Urban Farmer is a “family” of three restaurants — one in Portland, one in Cleveland and one just a stone’s throw from Union Station. From the outside, Urban Farmer doesn’t stand out from the other brick-and-steel facades on the block. A line of seven or so umbrella-topped tables surrounded by a low fence divides the patio from the sidewalk. Even if you intend to eat on the dog-friendly patio, I highly recommend walking in through the corner entryway first to take in the restaurant’s midcentury-modern cowboy decor. While the reclaimed-wood tables and floors give off that rustic Western aesthetic, the rest of the large space is a polished blend of retro furnishings, penny tile and a marble-topped bar, similar to the look of the Kitchen, Mercantile Dining & Provision and other farm-to-table-chic restaurants built at about the same time. 

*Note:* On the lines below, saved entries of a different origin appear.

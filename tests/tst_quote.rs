use anyhow::{anyhow, Result};
use async_trait::async_trait;
use short_analyzer::{MarketData, QuoteClient, SymbolInfo};
use std::collections::HashMap;
use std::sync::Arc;

/// Canned history provider: fixed close series per symbol, unknown
/// symbols error like a failed provider lookup.
struct CannedHistory {
    closes: HashMap<String, Vec<f64>>,
}

impl CannedHistory {
    fn new(entries: &[(&str, &[f64])]) -> Arc<Self> {
        Arc::new(Self {
            closes: entries
                .iter()
                .map(|(symbol, closes)| (symbol.to_string(), closes.to_vec()))
                .collect(),
        })
    }
}

#[async_trait]
impl MarketData for CannedHistory {
    async fn daily_closes(&self, symbol: &str) -> Result<Vec<f64>> {
        self.closes
            .get(symbol)
            .cloned()
            .ok_or_else(|| anyhow!("symbol not found: {}", symbol))
    }

    async fn symbol_info(&self, _symbol: &str) -> Result<SymbolInfo> {
        Err(anyhow!("no info in this fixture"))
    }
}

#[tokio::test]
async fn test_price_message_valid_tickers() {
    let provider = CannedHistory::new(&[
        ("AAPL", &[185.5]),
        ("TSLA", &[250.0]),
        ("GOOG", &[140.25]),
    ]);

    for ticker in ["AAPL", "TSLA", "GOOG"] {
        let client = QuoteClient::new(provider.clone(), ticker);
        let message = client.price_message().await;
        assert!(
            message.contains(&format!("The current price of {}", ticker)),
            "unexpected message: {}",
            message
        );
    }
}

#[tokio::test]
async fn test_price_uses_last_close() {
    let provider = CannedHistory::new(&[("AAPL", &[180.0, 182.5, 185.0, 185.5])]);

    let client = QuoteClient::new(provider, "AAPL");
    assert_eq!(
        client.price_message().await,
        "The current price of AAPL is $185.50"
    );
}

#[tokio::test]
async fn test_ticker_is_uppercased() {
    let provider = CannedHistory::new(&[("AAPL", &[185.5])]);

    let client = QuoteClient::new(provider, "aapl");
    assert_eq!(client.symbol(), "AAPL");
    assert!(client
        .price_message()
        .await
        .contains("The current price of AAPL"));
}

#[tokio::test]
async fn test_price_message_invalid_ticker() {
    let provider = CannedHistory::new(&[]);

    let client = QuoteClient::new(provider, "INVALID_TICKER");
    let message = client.price_message().await;
    assert!(message.contains("Error fetching price"));
    assert!(message.contains("INVALID_TICKER"));
}

#[tokio::test]
async fn test_price_message_empty_ticker() {
    let provider = CannedHistory::new(&[]);

    let client = QuoteClient::new(provider, "");
    assert!(client
        .price_message()
        .await
        .contains("Error fetching price"));
}

#[tokio::test]
async fn test_price_message_empty_history() {
    let provider = CannedHistory::new(&[("AAPL", &[])]);

    let client = QuoteClient::new(provider, "AAPL");
    let outcome = client.latest_close().await;
    assert!(outcome.is_failed());
    assert!(outcome.message().contains("Error fetching price for AAPL"));
}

Unlike those other sustainability-inspired eateries, though, Urban Farmer brands itself as a modern steakhouse, so you can dispense with the notion of "eat food, not too much, mostly plants." That said, if you’re looking for beef, happy hour is not for you. In fact, if you didn’t know about happy hour, you might miss it entirely. Like many restaurants, Urban Farmer currently utilizes hands-free QR code menus, from which happy hour is mysteriously missing. One might think this would give the kitchen an opportunity to rotate items, but given that four out of five offerings come right from the lunch menu — for the same price — I wonder if that’s true.

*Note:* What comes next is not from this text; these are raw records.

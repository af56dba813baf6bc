use anyhow::Result;
use colored::Colorize;
use short_analyzer::models::ShortInterestRecord;
use short_analyzer::{
    config, export, logging, MarketData, QuoteClient, ShortInterestClient, YahooClient,
};
use std::io::{self, BufRead, Write};
use std::path::Path;
use std::sync::Arc;

#[tokio::main]
async fn main() -> Result<()> {
    logging::init_logging();

    let mode = config::get_execution_mode();
    match mode.as_str() {
        "quote" => run_quote_prompt().await,
        _ => run_demo().await,
    }
}

/// Interactive price lookup: one ticker from stdin, one message out
async fn run_quote_prompt() -> Result<()> {
    print!("Enter a stock ticker symbol (e.g., AAPL, TSLA, GOOG): ");
    io::stdout().flush()?;

    let mut line = String::new();
    io::stdin().lock().read_line(&mut line)?;

    let provider: Arc<dyn MarketData> = Arc::new(YahooClient::new()?);
    let client = QuoteClient::new(provider, line.trim());
    println!("{}", client.price_message().await);

    Ok(())
}

/// Full walkthrough: single-symbol lookups, batch comparison, filter, CSV
async fn run_demo() -> Result<()> {
    println!("{}", "=".repeat(60).blue());
    println!("{}", "Short Interest Analyzer".green().bold());
    println!("{}", "=".repeat(60).blue());
    println!(
        "{} Run date: {}",
        "ℹ".blue(),
        chrono::Local::now().format("%Y-%m-%d %H:%M:%S")
    );
    println!();

    let provider: Arc<dyn MarketData> = Arc::new(YahooClient::new()?);
    let symbols = config::get_symbols();
    let lead = symbols.first().cloned().unwrap_or_else(|| "GME".to_string());

    // Step 1: single-symbol lookups
    println!("{}", format!("Step 1: Analyzing {}...", lead).cyan());

    let quote_client = QuoteClient::new(Arc::clone(&provider), &lead);
    println!("{}", quote_client.price_message().await);

    let shorts = ShortInterestClient::new(Arc::clone(&provider));
    println!("{}", shorts.summary(&lead).await);
    println!(
        "Is heavily shorted (>{:.0}%): {}",
        config::DEMO_HEAVY_THRESHOLD,
        shorts
            .is_heavily_shorted(&lead, config::DEMO_HEAVY_THRESHOLD)
            .await
    );
    println!();

    // Step 2: batch comparison
    let max_workers = config::get_max_workers();
    println!("{}", "Step 2: Comparing short interest...".cyan());
    println!("{} Symbols: {}", "ℹ".blue(), symbols.join(", "));
    println!("{} Max concurrent requests: {}", "ℹ".blue(), max_workers);
    println!();

    let start_time = std::time::Instant::now();
    let comparison = shorts.compare(&symbols, max_workers).await;
    let elapsed = start_time.elapsed();

    println!("{}", "--- Short Interest Comparison ---".cyan().bold());
    if comparison.is_empty() {
        println!("{} No valid data retrieved for any symbols", "✗".red());
    } else {
        print_table(&comparison, 5);
    }
    println!(
        "{} Retrieved {}/{} symbols in {:.2}s",
        "✓".green(),
        comparison.len(),
        symbols.len(),
        elapsed.as_secs_f64()
    );
    println!();

    // Step 3: threshold filter
    let min_percent = config::get_min_short_percent();
    println!(
        "{}",
        format!("--- Stocks with >{:.0}% Short Interest ---", min_percent)
            .cyan()
            .bold()
    );
    let high = shorts.find_high(&symbols, min_percent).await;
    if high.is_empty() {
        println!("{} None found", "✗".red());
    } else {
        print_table(&high, high.len());
    }
    println!();

    // Step 4: save comparison
    if !comparison.is_empty() {
        export::write_comparison_csv(&comparison, Path::new(config::COMPARISON_CSV_PATH))?;
        println!(
            "{} Results saved to '{}'",
            "✓".green(),
            config::COMPARISON_CSV_PATH
        );
    }

    println!();
    println!("{}", "=".repeat(60).blue());
    println!("{}", "Done!".green().bold());
    println!("{}", "=".repeat(60).blue());

    Ok(())
}

/// Aligned Symbol / Company / Short % / Short Ratio columns
fn print_table(records: &[ShortInterestRecord], limit: usize) {
    println!(
        "  {:<8} {:<28} {:>18} {:>12}",
        "Symbol", "Company", "Short % of Float", "Short Ratio"
    );

    for record in records.iter().take(limit) {
        let company: String = record
            .company
            .as_deref()
            .unwrap_or("N/A")
            .chars()
            .take(28)
            .collect();

        println!(
            "  {:<8} {:<28} {:>18} {:>12}",
            record.symbol,
            company,
            record
                .short_percent_of_float
                .map_or_else(|| "N/A".to_string(), |pct| format!("{:.2}%", pct)),
            record
                .short_ratio
                .map_or_else(|| "N/A".to_string(), |ratio| format!("{:.2}", ratio)),
        );
    }

    if records.len() > limit {
        println!("  ... and {} more", records.len() - limit);
    }
}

With drinks maxing out at $6, including wine, a daily beer and four cocktail options, that’s where the real happy hour specials lie. My dining partner and I agreed to go halfsies on a simple daiquiri and a contrastingly complex Family Jones Distillery collaboration: a vodka, blueberry-hibiscus sake, lime, cranberry and ginger beer combo. As promised, the daiquiri harked back to the original delight of Havana — sweet, tart and oh, so boozy (no blended tiki-type drink here). I’m not sure if I was impressed by the other drink because its ingredients melded into a single refreshing beverage, or underwhelmed that it doesn’t hit more notes given its novelesque recipe. Regardless, it popped with citrus (my style of drink) and went down smoothly.

All of our food arrived at once, and it was all I could do to take a photo before shoving a pulled-pork slider ($5) into my mouth. While it’s difficult to criticize pulled-pork anything, this stuff was savory more than sweet, with onions that had hit peak caramelization and banh mi-style toppings including shredded carrot, raw onion and cilantro. The bun seemed house-baked and put store-bought Hawaiian rolls to shame. We were also smitten by our flatbread ($12), even if was topped with chipotle cashew cream, not molten cheese — a boon to the dairy-sensitive. The same caramelized onions that topped the slider showed up here too, this time lending an ultimate combination of savory, creamy and tangy, which came from big bites of heirloom tomato. The crust beneath the toppings, though, was a not much more than a necessary but passable delivery vehicle.

Our fries ($6) came medium-cut, perfectly salted and even edible (high praise considering that I'm always apathetic toward fries) once they cooled off a little. If you’re doing a non-happy hour steak frites plate ($30 at lunch), you'd definitely be in for a good time.

A charcuterie board ($10, which is $2 off the regular price), while underwhelming in presentation, came with two kinds of speck, cut thicker than usual and offering a depth of flavor I found surprising. Like the base of the flatbread, the accompanying toast was not impressive on its own, though it may have been grilled in some sort of animal fat. We left none of it to waste, including an accoutrement of addictive giardiniera — but of our happy hour samplings, it's the one I'd most likely skip next time.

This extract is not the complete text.